Antivirus software vendors warn that yet another variant of the Melissa virus is making the rounds. Dubbed Killer Resume, the virus surfaced Friday morning in at least ten large U.S. businesses, according to antivirus software vendor McAfee.
The virus is carried in an e-mail with an attachment called either Resume.doc or Explorer.doc. If a user opens the attachment, the virus e-mails itself to all of the names in a user's Microsoft Outlook address book. When the attachment is closed, the virus sets about deleting files on the user's hard drive, say McAfee.com representatives.

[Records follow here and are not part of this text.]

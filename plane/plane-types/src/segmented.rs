//! Committed planar regions.

use nalgebra::{Point3, Vector3};

use crate::plane::Plane;

/// A plane together with the cloud points that support it.
///
/// Produced once by segmentation and never modified afterwards. Planes taken
/// from a mesh have no member points; their `surface` is the exact polygon
/// area instead of an estimate.
#[derive(Debug, Clone, PartialEq)]
#[cfg_attr(feature = "serde", derive(serde::Serialize, serde::Deserialize))]
pub struct SegmentedPlane {
    /// Fitted plane parameters.
    pub plane: Plane,
    /// Ids of member points, in admission order.
    pub indices: Vec<usize>,
    /// Estimated area of the region (≥ 0).
    pub surface: f64,
    /// Inlier threshold the region was committed with. Every member lies
    /// within this distance of `plane`.
    pub epsilon: f64,
}

impl SegmentedPlane {
    /// Creates a segmented plane from its parts.
    #[must_use]
    pub fn new(plane: Plane, indices: Vec<usize>, surface: f64, epsilon: f64) -> Self {
        Self {
            plane,
            indices,
            surface: surface.max(0.0),
            epsilon,
        }
    }

    /// Creates a plane taken from a mesh face, with a known exact area.
    ///
    /// # Example
    ///
    /// ```
    /// use plane_types::{Plane, SegmentedPlane};
    /// use nalgebra::{Point3, Vector3};
    ///
    /// let plane = Plane::from_point_normal(Point3::origin(), Vector3::z()).unwrap();
    /// let face = SegmentedPlane::from_mesh(plane, 12.5);
    /// assert!(face.is_empty());
    /// assert_eq!(face.surface, 12.5);
    /// ```
    #[must_use]
    pub fn from_mesh(plane: Plane, surface: f64) -> Self {
        Self::new(plane, Vec::new(), surface, 0.0)
    }

    /// Unit normal of the plane.
    #[must_use]
    pub fn normal(&self) -> Vector3<f64> {
        self.plane.normal
    }

    /// Centroid of the plane.
    #[must_use]
    pub fn centroid(&self) -> Point3<f64> {
        self.plane.centroid
    }

    /// Number of member points.
    #[must_use]
    pub fn len(&self) -> usize {
        self.indices.len()
    }

    /// Returns true if the plane has no member points.
    #[must_use]
    pub fn is_empty(&self) -> bool {
        self.indices.is_empty()
    }
}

The first reports of Killer Resume came in this morning, says Sal Viveros, director of McAfee.com's active virus defense group. Most of the reports were in the Midwestern United States, including one large company in Chicago, leading Viveros to suspect that that's where the virus originated. No sightings have surfaced outside of the United States.
"Tuesday will be the biggest issue, because that's when people come back to work," Viveros said. Monday is a nationwide holiday in both the United States and the United Kingdom.
McAfee assigns Killer Resume a medium-risk assessment, although if the virus starts to spread more quickly the firm will upgrade it to high risk. The full name assigned to the virus is W97M/Melissa.bg@MM, although it also goes by the alias Melissa.bg.
Users who receive an e-mail containing the virus are advised to delete it immediately, and all users should update to the latest version of their antivirus software, Viveros says. McAfee.com has posted a fix in its Update Clinic section of its Web site.
Symantec's Antivirus Research Center has also posted an update to Norton AntiVirus that combats the Melissa variant. It notes that the virus also travels under the names ResumeWorm and W97M.Resume.A.
Another antivirus vendor, Trend Micro, has updated its PC-cillin antivirus software to detect and deflect the new virus, as well.
The hacker responsible for the virus probably started with a copy of the Melissa virus and altered it slightly to create Killer Resume, Viveros says. "It's a case of copycat," he adds.
The Melissa virus hit computer networks around the world in March 1999 and caused an estimated $140 million in damages, mostly in terms of compensating network administrators for the time they spent cleaning up the fallout after the virus activated.